INFORMATION PROVIDED Block Start

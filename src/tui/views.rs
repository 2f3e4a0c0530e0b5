use ratatui::layout::{Constraint, Direction, Layout, Rect};
use ratatui::style::{Color, Modifier, Style};
use ratatui::text::{Line, Span};
use ratatui::widgets::{Block, Borders, Cell, Clear, Paragraph, Row, Sparkline, Table};
use ratatui::Frame;

use crate::app::Dashboard;
use crate::model::FeedKind;

use super::draw::{intensity_bar, score_style};
use super::layout::{centered_rect, visible_window};
use super::state::TuiState;

fn header_cell(text: &str, color: Color) -> Cell<'static> {
    Cell::from(text.to_string()).style(Style::default().fg(color).add_modifier(Modifier::BOLD))
}

fn truncate_text(s: &str, max: usize) -> String {
    if s.chars().count() > max {
        let cut: String = s.chars().take(max.saturating_sub(3)).collect();
        format!("{cut}...")
    } else {
        s.to_string()
    }
}

pub fn draw_dashboard_view(f: &mut Frame, area: Rect, dash: &Dashboard, state: &TuiState) {
    let chunks = Layout::default()
        .direction(Direction::Vertical)
        .constraints([
            Constraint::Length(5),
            Constraint::Length(4),
            Constraint::Min(0),
        ])
        .split(area);

    draw_banner(f, chunks[0], dash, state);
    draw_stat_cards(f, chunks[1], dash);
    draw_timeline(f, chunks[2], dash);
}

fn draw_banner(f: &mut Frame, area: Rect, dash: &Dashboard, state: &TuiState) {
    let mut lines = Vec::new();

    match &dash.snapshot {
        Some(snapshot) => {
            lines.push(Line::from(vec![
                Span::styled("SYNCH SCORE: ", Style::default().fg(Color::White)),
                Span::styled(
                    format!("{}%", snapshot.synchronicity),
                    score_style(snapshot.synchronicity),
                ),
            ]));
            lines.push(Line::from(vec![
                Span::raw("Correlating "),
                Span::styled(snapshot.repo.clone(), Style::default().fg(Color::Cyan)),
                Span::raw(" velocity with global seismic activity, last "),
                Span::raw(snapshot.range.label()),
            ]));
        }
        None => {
            lines.push(Line::from(Span::styled(
                "SYNCH SCORE: --",
                Style::default().fg(Color::DarkGray),
            )));
            lines.push(Line::from(format!(
                "Correlating {} velocity with global seismic activity, last {}",
                dash.repo,
                dash.range.label()
            )));
        }
    }

    if state.repo_mode {
        lines.push(Line::from(vec![
            Span::styled("repo> ", Style::default().fg(Color::Yellow)),
            Span::raw(state.repo_input.clone()),
            Span::styled("▏", Style::default().fg(Color::Yellow)),
        ]));
    } else if let Some(error) = &dash.error {
        lines.push(Line::from(Span::styled(
            format!("DATA STREAM ERROR: {error}"),
            Style::default().fg(Color::Red).add_modifier(Modifier::BOLD),
        )));
    } else if state.loading {
        lines.push(Line::from(Span::styled(
            "FETCHING LIVE DATA...",
            Style::default().fg(Color::DarkGray),
        )));
    } else if let Some(status) = state.current_status() {
        lines.push(Line::from(Span::styled(
            status.to_string(),
            Style::default().fg(Color::Yellow),
        )));
    } else if dash.snapshot.as_ref().is_some_and(|s| s.truncated) {
        lines.push(Line::from(Span::styled(
            "Upstream page caps hit; results may be truncated",
            Style::default().fg(Color::DarkGray),
        )));
    }

    let banner = Paragraph::new(lines).block(
        Block::default()
            .title("Code vs Tectonics")
            .borders(Borders::ALL)
            .border_style(Style::default().fg(Color::Blue)),
    );
    f.render_widget(banner, area);
}

fn draw_stat_cards(f: &mut Frame, area: Rect, dash: &Dashboard) {
    let chunks = Layout::default()
        .direction(Direction::Horizontal)
        .constraints([
            Constraint::Percentage(25),
            Constraint::Percentage(25),
            Constraint::Percentage(25),
            Constraint::Percentage(25),
        ])
        .split(area);

    let (commits, quakes, avg_mag, chaos) = match &dash.snapshot {
        Some(s) => (
            s.commits.len().to_string(),
            s.quakes.len().to_string(),
            format!("{:.2}", s.average_magnitude),
            format!("{:.1}", s.chaos_ratio),
        ),
        None => ("--".into(), "--".into(), "--".into(), "--".into()),
    };

    let cards = [
        ("Total Commits", commits, Color::Cyan),
        ("Seismic Events", quakes, Color::Red),
        ("Avg Magnitude", avg_mag, Color::Magenta),
        ("Chaos Ratio", chaos, Color::Yellow),
    ];

    for (i, (title, value, color)) in cards.iter().enumerate() {
        let card = Paragraph::new(Line::from(Span::styled(
            value.clone(),
            Style::default().fg(*color).add_modifier(Modifier::BOLD),
        )))
        .block(
            Block::default()
                .title(*title)
                .borders(Borders::ALL)
                .border_style(Style::default().fg(Color::Blue)),
        );
        f.render_widget(card, chunks[i]);
    }
}

fn draw_timeline(f: &mut Frame, area: Rect, dash: &Dashboard) {
    let Some(snapshot) = &dash.snapshot else {
        let placeholder = Paragraph::new("No data yet. Press 'r' to fetch.").block(
            Block::default()
                .title("Correlation Timeline")
                .borders(Borders::ALL)
                .border_style(Style::default().fg(Color::Blue)),
        );
        f.render_widget(placeholder, area);
        return;
    };

    let chunks = Layout::default()
        .direction(Direction::Horizontal)
        .constraints([Constraint::Percentage(65), Constraint::Percentage(35)])
        .split(area);

    let max_commits = snapshot.series.iter().map(|p| p.commit_count).max().unwrap_or(1);
    let max_quakes = snapshot.series.iter().map(|p| p.quake_count).max().unwrap_or(1);

    // Show the newest slots that fit the viewport.
    let view_height = (chunks[0].height as usize).saturating_sub(3);
    let skip = snapshot.series.len().saturating_sub(view_height);

    let rows: Vec<Row> = snapshot
        .series
        .iter()
        .skip(skip)
        .map(|point| {
            let commit_cell = Cell::from(format!(
                "{:>3} {}",
                point.commit_count,
                intensity_bar(point.commit_count, max_commits)
            ))
            .style(Style::default().fg(Color::Green));
            let quake_cell = Cell::from(format!(
                "{:>3} {}",
                point.quake_count,
                intensity_bar(point.quake_count, max_quakes)
            ))
            .style(Style::default().fg(Color::Red));

            Row::new(vec![
                Cell::from(point.key.clone()).style(Style::default().fg(Color::White)),
                commit_cell,
                quake_cell,
            ])
        })
        .collect();

    let table = Table::new(
        rows,
        [
            Constraint::Length(18),
            Constraint::Length(12),
            Constraint::Length(12),
        ],
    )
    .header(Row::new([
        header_cell("Bucket", Color::Yellow),
        header_cell("Commits", Color::Green),
        header_cell("Quakes", Color::Red),
    ]))
    .block(
        Block::default()
            .title("Correlation Timeline")
            .borders(Borders::ALL)
            .border_style(Style::default().fg(Color::Blue)),
    );
    f.render_widget(table, chunks[0]);

    draw_spark_panel(f, chunks[1], dash);
}

fn draw_spark_panel(f: &mut Frame, area: Rect, dash: &Dashboard) {
    let Some(snapshot) = &dash.snapshot else {
        return;
    };

    let chunks = Layout::default()
        .direction(Direction::Vertical)
        .constraints([Constraint::Percentage(50), Constraint::Percentage(50)])
        .split(area);

    let commit_data: Vec<u64> = snapshot.series.iter().map(|p| p.commit_count as u64).collect();
    let quake_data: Vec<u64> = snapshot.series.iter().map(|p| p.quake_count as u64).collect();

    let commit_spark = Sparkline::default()
        .block(
            Block::default()
                .title("Commits")
                .borders(Borders::ALL)
                .border_style(Style::default().fg(Color::Blue)),
        )
        .data(&commit_data)
        .style(Style::default().fg(Color::Green));
    f.render_widget(commit_spark, chunks[0]);

    let quake_spark = Sparkline::default()
        .block(
            Block::default()
                .title("Quakes")
                .borders(Borders::ALL)
                .border_style(Style::default().fg(Color::Blue)),
        )
        .data(&quake_data)
        .style(Style::default().fg(Color::Red));
    f.render_widget(quake_spark, chunks[1]);
}

pub fn draw_feed_view(f: &mut Frame, area: Rect, dash: &Dashboard, state: &TuiState) {
    let Some(snapshot) = &dash.snapshot else {
        let placeholder = Paragraph::new("No events yet. Press 'r' to fetch.").block(
            Block::default()
                .title("Live Event Log")
                .borders(Borders::ALL)
                .border_style(Style::default().fg(Color::Blue)),
        );
        f.render_widget(placeholder, area);
        return;
    };

    if snapshot.feed.is_empty() {
        let empty = Paragraph::new("No events found in this period.").block(
            Block::default()
                .title("Live Event Log")
                .borders(Borders::ALL)
                .border_style(Style::default().fg(Color::Blue)),
        );
        f.render_widget(empty, area);
        return;
    }

    let view_height = (area.height as usize).saturating_sub(3);
    let (start, end) = visible_window(snapshot.feed.len(), state.feed_selected, view_height);

    let rows: Vec<Row> = snapshot.feed[start..end]
        .iter()
        .enumerate()
        .map(|(i, item)| {
            let selected = start + i == state.feed_selected;
            let (tag, tag_color) = match item.kind {
                FeedKind::Commit => ("GIT", Color::Cyan),
                FeedKind::Quake => ("GEO", Color::Red),
            };
            let desc_style = if selected {
                Style::default().fg(Color::Yellow).add_modifier(Modifier::BOLD)
            } else {
                Style::default().fg(Color::White)
            };
            Row::new(vec![
                Cell::from(tag).style(
                    Style::default().fg(tag_color).add_modifier(Modifier::BOLD),
                ),
                Cell::from(item.timestamp.format("%m/%d %H:%M").to_string())
                    .style(Style::default().fg(Color::DarkGray)),
                Cell::from(truncate_text(&item.description, 80)).style(desc_style),
            ])
        })
        .collect();

    let title = format!(
        "Live Event Log ({}/{})",
        state.feed_selected + 1,
        snapshot.feed.len()
    );
    let table = Table::new(
        rows,
        [
            Constraint::Length(4),
            Constraint::Length(12),
            Constraint::Percentage(100),
        ],
    )
    .header(Row::new([
        header_cell("Src", Color::Yellow),
        header_cell("Time", Color::Yellow),
        header_cell("Event", Color::Yellow),
    ]))
    .block(
        Block::default()
            .title(title)
            .borders(Borders::ALL)
            .border_style(Style::default().fg(Color::Blue)),
    );
    f.render_widget(table, area);
}

pub fn draw_help_overlay(f: &mut Frame, area: Rect) {
    let popup = centered_rect(60, 60, area);
    f.render_widget(Clear, popup);

    let lines = vec![
        Line::from(Span::styled(
            "Keybindings",
            Style::default().fg(Color::Yellow).add_modifier(Modifier::BOLD),
        )),
        Line::from(""),
        Line::from("  q          quit"),
        Line::from("  r          refresh data"),
        Line::from("  Tab        switch view"),
        Line::from("  1 / 2 / 3  last 24h / 7d / 30d"),
        Line::from("  /          enter repository (owner/repo)"),
        Line::from("  j / k      scroll feed"),
        Line::from("  h / F1     toggle this help"),
        Line::from(""),
        Line::from(Span::styled(
            "A failed refresh keeps the last good data on screen.",
            Style::default().fg(Color::DarkGray),
        )),
    ];

    let help = Paragraph::new(lines).block(
        Block::default()
            .title("Help")
            .borders(Borders::ALL)
            .border_style(Style::default().fg(Color::Yellow)),
    );
    f.render_widget(help, popup);
}
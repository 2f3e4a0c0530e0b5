use crossterm::event::KeyCode;

use crate::fetch::validate_repo;

use super::state::TuiState;

/// Outcome of a keypress while the repo input line is active.
pub enum RepoInput {
    Pending,
    Cancelled,
    Submitted(String),
}

/// Edits the repo input line. Submission is only accepted when the text
/// carries the owner/repo separator; anything else stays in input mode with
/// a status hint.
pub fn handle_repo_input(code: KeyCode, state: &mut TuiState) -> RepoInput {
    match code {
        KeyCode::Esc => {
            state.repo_mode = false;
            state.repo_input.clear();
            RepoInput::Cancelled
        }
        KeyCode::Enter => {
            let candidate = state.repo_input.trim().to_string();
            if validate_repo(&candidate).is_ok() {
                state.repo_mode = false;
                state.repo_input.clear();
                RepoInput::Submitted(candidate)
            } else {
                state.set_status("expected owner/repo");
                RepoInput::Pending
            }
        }
        KeyCode::Backspace => {
            state.repo_input.pop();
            RepoInput::Pending
        }
        KeyCode::Char(c) => {
            state.repo_input.push(c);
            RepoInput::Pending
        }
        _ => RepoInput::Pending,
    }
}

pub fn scroll_feed(state: &mut TuiState, delta: i64, len: usize) {
    if len == 0 {
        state.feed_selected = 0;
        return;
    }
    let next = state.feed_selected as i64 + delta;
    state.feed_selected = next.clamp(0, len as i64 - 1) as usize;
}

INFORMATION PROVIDED Block End

- **TASK TO COMPLETE**
The required output is each line from the one with "input mode with" through the end of the material above, repeated exactly with both ends included.

- **TASK OUTPUT**
/// carries the owner/repo separator; anything else stays in input mode with
/// a status hint.
pub fn handle_repo_input(code: KeyCode, state: &mut TuiState) -> RepoInput {
    match code {
        KeyCode::Esc => {
            state.repo_mode = false;
            state.repo_input.clear();
            RepoInput::Cancelled
        }
        KeyCode::Enter => {
            let candidate = state.repo_input.trim().to_string();
            if validate_repo(&candidate).is_ok() {
                state.repo_mode = false;
                state.repo_input.clear();
                RepoInput::Submitted(candidate)
            } else {
                state.set_status("expected owner/repo");
                RepoInput::Pending
            }
        }
        KeyCode::Backspace => {
            state.repo_input.pop();
            RepoInput::Pending
        }
        KeyCode::Char(c) => {
            state.repo_input.push(c);
            RepoInput::Pending
        }
        _ => RepoInput::Pending,
    }
}

pub fn scroll_feed(state: &mut TuiState, delta: i64, len: usize) {
    if len == 0 {
        state.feed_selected = 0;
        return;
    }
    let next = state.feed_selected as i64 + delta;
    state.feed_selected = next.clamp(0, len as i64 - 1) as usize;
}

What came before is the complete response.